--- Problem statement ---
What you return must match every record word for word.

--- Dataset content ---
____

//! Seeded random customer generation.
//!
//! # Distributions
//!
//! | Quantity      | Rule                                                     |
//! |---------------|----------------------------------------------------------|
//! | arrival       | uniform second in `[open, open + max(60, close − open − 60))` |
//! | item count    | `1 + ⌊(4·avg − 1)·u·v⌋`, `u, v` uniform in `[0, 1)`      |
//! | basket lines  | split the item count over distinct random products       |
//! | zip code      | `1013`–`1017` followed by two letters                    |
//!
//! The product of two uniforms has mean ¼, so the item count averages close
//! to `avg` while keeping a long tail of big baskets.  Arrivals stop one
//! minute before closing so stations can usually finish within overtime.

use ck_core::{Customer, CustomerId, Product, ProductId, SimRng};
use tracing::debug;

use crate::{Scenario, ScenarioError, ScenarioResult};

/// Draws random customers for a [`Scenario`].
///
/// Every call to [`add_random_customers`](Self::add_random_customers) runs on
/// its own child stream of the injected RNG, so a batch does not depend on how
/// many numbers earlier batches consumed.
pub struct ScenarioGenerator {
    rng:     SimRng,
    batches: u64,
}

impl ScenarioGenerator {
    pub fn new(rng: SimRng) -> Self {
        Self { rng, batches: 0 }
    }

    /// Shorthand for `ScenarioGenerator::new(SimRng::new(seed))`.
    pub fn seeded(seed: u64) -> Self {
        Self::new(SimRng::new(seed))
    }

    /// Append `count` random customers to `scenario`, numbered after the
    /// existing ones.  Returns the number of customers added.
    ///
    /// Fails with [`ScenarioError::Config`] when the catalogue is empty or
    /// `avg_items` is zero.
    pub fn add_random_customers(
        &mut self,
        scenario: &mut Scenario,
        count: usize,
        avg_items: u32,
    ) -> ScenarioResult<usize> {
        if scenario.products.is_empty() {
            return Err(ScenarioError::Config("cannot generate customers without products".into()));
        }
        if avg_items == 0 {
            return Err(ScenarioError::Config("average basket size must be at least 1".into()));
        }

        let mut rng = self.rng.child(self.batches);
        self.batches += 1;

        let open = scenario.config.open;
        let window = scenario.config.opening_secs().saturating_sub(60).max(60);
        let mut shelf: Vec<ProductId> = scenario.products.iter().map(|p| p.id).collect();
        let first = scenario.customers.len();

        for n in 0..count {
            let id = CustomerId::try_from(first + n)
                .map_err(|_| ScenarioError::Config("too many customers".into()))?;
            let arrival = open.offset(rng.gen_range(0..window));
            let mut customer = Customer::new(id, arrival, random_zip_code(&mut rng));

            let mut remaining = random_item_count(&mut rng, avg_items);
            let mut upper = shelf.len();
            while remaining > 0 {
                let amount = 1 + rng.gen_range(0..remaining);
                // Products before `upper` are not yet in this basket.
                let pick = rng.gen_range(0..upper);
                customer = customer.with_purchase(shelf[pick], amount);
                remaining -= amount;
                upper -= 1;
                shelf.swap(pick, upper);
                if upper == 0 && remaining > 0 {
                    // Catalogue exhausted: the last line takes the rest.
                    if let Some(last) = customer.purchases.last_mut() {
                        last.amount += remaining;
                    }
                    remaining = 0;
                }
            }
            scenario.customers.push(customer);
        }

        debug!(added = count, avg_items, total = scenario.customers.len(), "random customers added");
        Ok(count)
    }
}

/// `1 + ⌊(4·avg − 1)·u·v⌋`, never less than one.
pub(crate) fn random_item_count(rng: &mut SimRng, avg_items: u32) -> u32 {
    let u: f64 = rng.random();
    let v: f64 = rng.random();
    let spread = 4.0 * f64::from(avg_items.max(1)) - 1.0;
    // Float-to-int casts saturate, so huge averages top out at u32::MAX.
    (1.0 + spread * u * v) as u32
}

/// A zip code of the form `1013AD`: four digits in `1013..=1017` and two
/// upper-case letters derived from the same draws.
pub(crate) fn random_zip_code(rng: &mut SimRng) -> String {
    let digit: u8 = rng.gen_range(0..5);
    let c1 = u8::from(rng.gen_bool(0.5));
    let c2 = u8::from(rng.gen_bool(0.5));
    let first = char::from(b'A' + digit + 9 * c1 + c2);
    let second = char::from(b'D' + digit + 3 * c1 + 7 * c2);
    format!("{}{first}{second}", 1013 + u32::from(digit))
}

/// A small grocery catalogue for generated scenarios.
pub fn sample_catalogue() -> Vec<Product> {
    const ITEMS: [(&str, &str); 12] = [
        ("B001", "Croissant"),
        ("B002", "Volkoren brood"),
        ("C001", "Douwe Egberts snelfilter 500g"),
        ("C002", "Thee Earl Grey 20st"),
        ("D001", "Halfvolle melk 1L"),
        ("D002", "Goudse kaas jong 500g"),
        ("D003", "Yoghurt naturel 1L"),
        ("F001", "Bananen 1kg"),
        ("F002", "Appels Elstar 1kg"),
        ("G001", "Pindakaas 350g"),
        ("G002", "Hagelslag puur 400g"),
        ("H001", "Afwasmiddel 500ml"),
    ];
    ITEMS
        .iter()
        .enumerate()
        .map(|(i, (code, description))| Product::new(ProductId(i as u32), *code, *description))
        .collect()
}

____

--- Result ---
//! Seeded random customer generation.
//!
//! # Distributions
//!
//! | Quantity      | Rule                                                     |
//! |---------------|----------------------------------------------------------|
//! | arrival       | uniform second in `[open, open + max(60, close − open − 60))` |
//! | item count    | `1 + ⌊(4·avg − 1)·u·v⌋`, `u, v` uniform in `[0, 1)`      |
//! | basket lines  | split the item count over distinct random products       |
//! | zip code      | `1013`–`1017` followed by two letters                    |
//!
//! The product of two uniforms has mean ¼, so the item count averages close
//! to `avg` while keeping a long tail of big baskets.  Arrivals stop one
//! minute before closing so stations can usually finish within overtime.

use ck_core::{Customer, CustomerId, Product, ProductId, SimRng};
use tracing::debug;

use crate::{Scenario, ScenarioError, ScenarioResult};

/// Draws random customers for a [`Scenario`].
///
/// Every call to [`add_random_customers`](Self::add_random_customers) runs on
/// its own child stream of the injected RNG, so a batch does not depend on how
/// many numbers earlier batches consumed.
pub struct ScenarioGenerator {
    rng:     SimRng,
    batches: u64,
}

impl ScenarioGenerator {
    pub fn new(rng: SimRng) -> Self {
        Self { rng, batches: 0 }
    }

    /// Shorthand for `ScenarioGenerator::new(SimRng::new(seed))`.
    pub fn seeded(seed: u64) -> Self {
        Self::new(SimRng::new(seed))
    }

    /// Append `count` random customers to `scenario`, numbered after the
    /// existing ones.  Returns the number of customers added.
    ///
    /// Fails with [`ScenarioError::Config`] when the catalogue is empty or
    /// `avg_items` is zero.
    pub fn add_random_customers(
        &mut self,
        scenario: &mut Scenario,
        count: usize,
        avg_items: u32,
    ) -> ScenarioResult<usize> {
        if scenario.products.is_empty() {
            return Err(ScenarioError::Config("cannot generate customers without products".into()));
        }
        if avg_items == 0 {
            return Err(ScenarioError::Config("average basket size must be at least 1".into()));
        }

        let mut rng = self.rng.child(self.batches);
        self.batches += 1;

        let open = scenario.config.open;
        let window = scenario.config.opening_secs().saturating_sub(60).max(60);
        let mut shelf: Vec<ProductId> = scenario.products.iter().map(|p| p.id).collect();
        let first = scenario.customers.len();

        for n in 0..count {
            let id = CustomerId::try_from(first + n)
                .map_err(|_| ScenarioError::Config("too many customers".into()))?;
            let arrival = open.offset(rng.gen_range(0..window));
            let mut customer = Customer::new(id, arrival, random_zip_code(&mut rng));

            let mut remaining = random_item_count(&mut rng, avg_items);
            let mut upper = shelf.len();
            while remaining > 0 {
                let amount = 1 + rng.gen_range(0..remaining);
                // Products before `upper` are not yet in this basket.
                let pick = rng.gen_range(0..upper);
                customer = customer.with_purchase(shelf[pick], amount);
                remaining -= amount;
                upper -= 1;
                shelf.swap(pick, upper);
                if upper == 0 && remaining > 0 {
                    // Catalogue exhausted: the last line takes the rest.
                    if let Some(last) = customer.purchases.last_mut() {
                        last.amount += remaining;
                    }
                    remaining = 0;
                }
            }
            scenario.customers.push(customer);
        }

        debug!(added = count, avg_items, total = scenario.customers.len(), "random customers added");
        Ok(count)
    }
}

/// `1 + ⌊(4·avg − 1)·u·v⌋`, never less than one.
pub(crate) fn random_item_count(rng: &mut SimRng, avg_items: u32) -> u32 {
    let u: f64 = rng.random();
    let v: f64 = rng.random();
    let spread = 4.0 * f64::from(avg_items.max(1)) - 1.0;
    // Float-to-int casts saturate, so huge averages top out at u32::MAX.
    (1.0 + spread * u * v) as u32
}

/// A zip code of the form `1013AD`: four digits in `1013..=1017` and two
/// upper-case letters derived from the same draws.
pub(crate) fn random_zip_code(rng: &mut SimRng) -> String {
    let digit: u8 = rng.gen_range(0..5);
    let c1 = u8::from(rng.gen_bool(0.5));
    let c2 = u8::from(rng.gen_bool(0.5));
    let first = char::from(b'A' + digit + 9 * c1 + c2);
    let second = char::from(b'D' + digit + 3 * c1 + 7 * c2);
    format!("{}{first}{second}", 1013 + u32::from(digit))
}

/// A small grocery catalogue for generated scenarios.
pub fn sample_catalogue() -> Vec<Product> {
    const ITEMS: [(&str, &str); 12] = [
        ("B001", "Croissant"),
        ("B002", "Volkoren brood"),
        ("C001", "Douwe Egberts snelfilter 500g"),
        ("C002", "Thee Earl Grey 20st"),
        ("D001", "Halfvolle melk 1L"),
        ("D002", "Goudse kaas jong 500g"),
        ("D003", "Yoghurt naturel 1L"),
        ("F001", "Bananen 1kg"),
        ("F002", "Appels Elstar 1kg"),
        ("G001", "Pindakaas 350g"),
        ("G002", "Hagelslag puur 400g"),
        ("H001", "Afwasmiddel 500ml"),
    ];
    ITEMS
        .iter()
        .enumerate()
        .map(|(i, (code, description))| Product::new(ProductId(i as u32), *code, *description))
        .collect()
}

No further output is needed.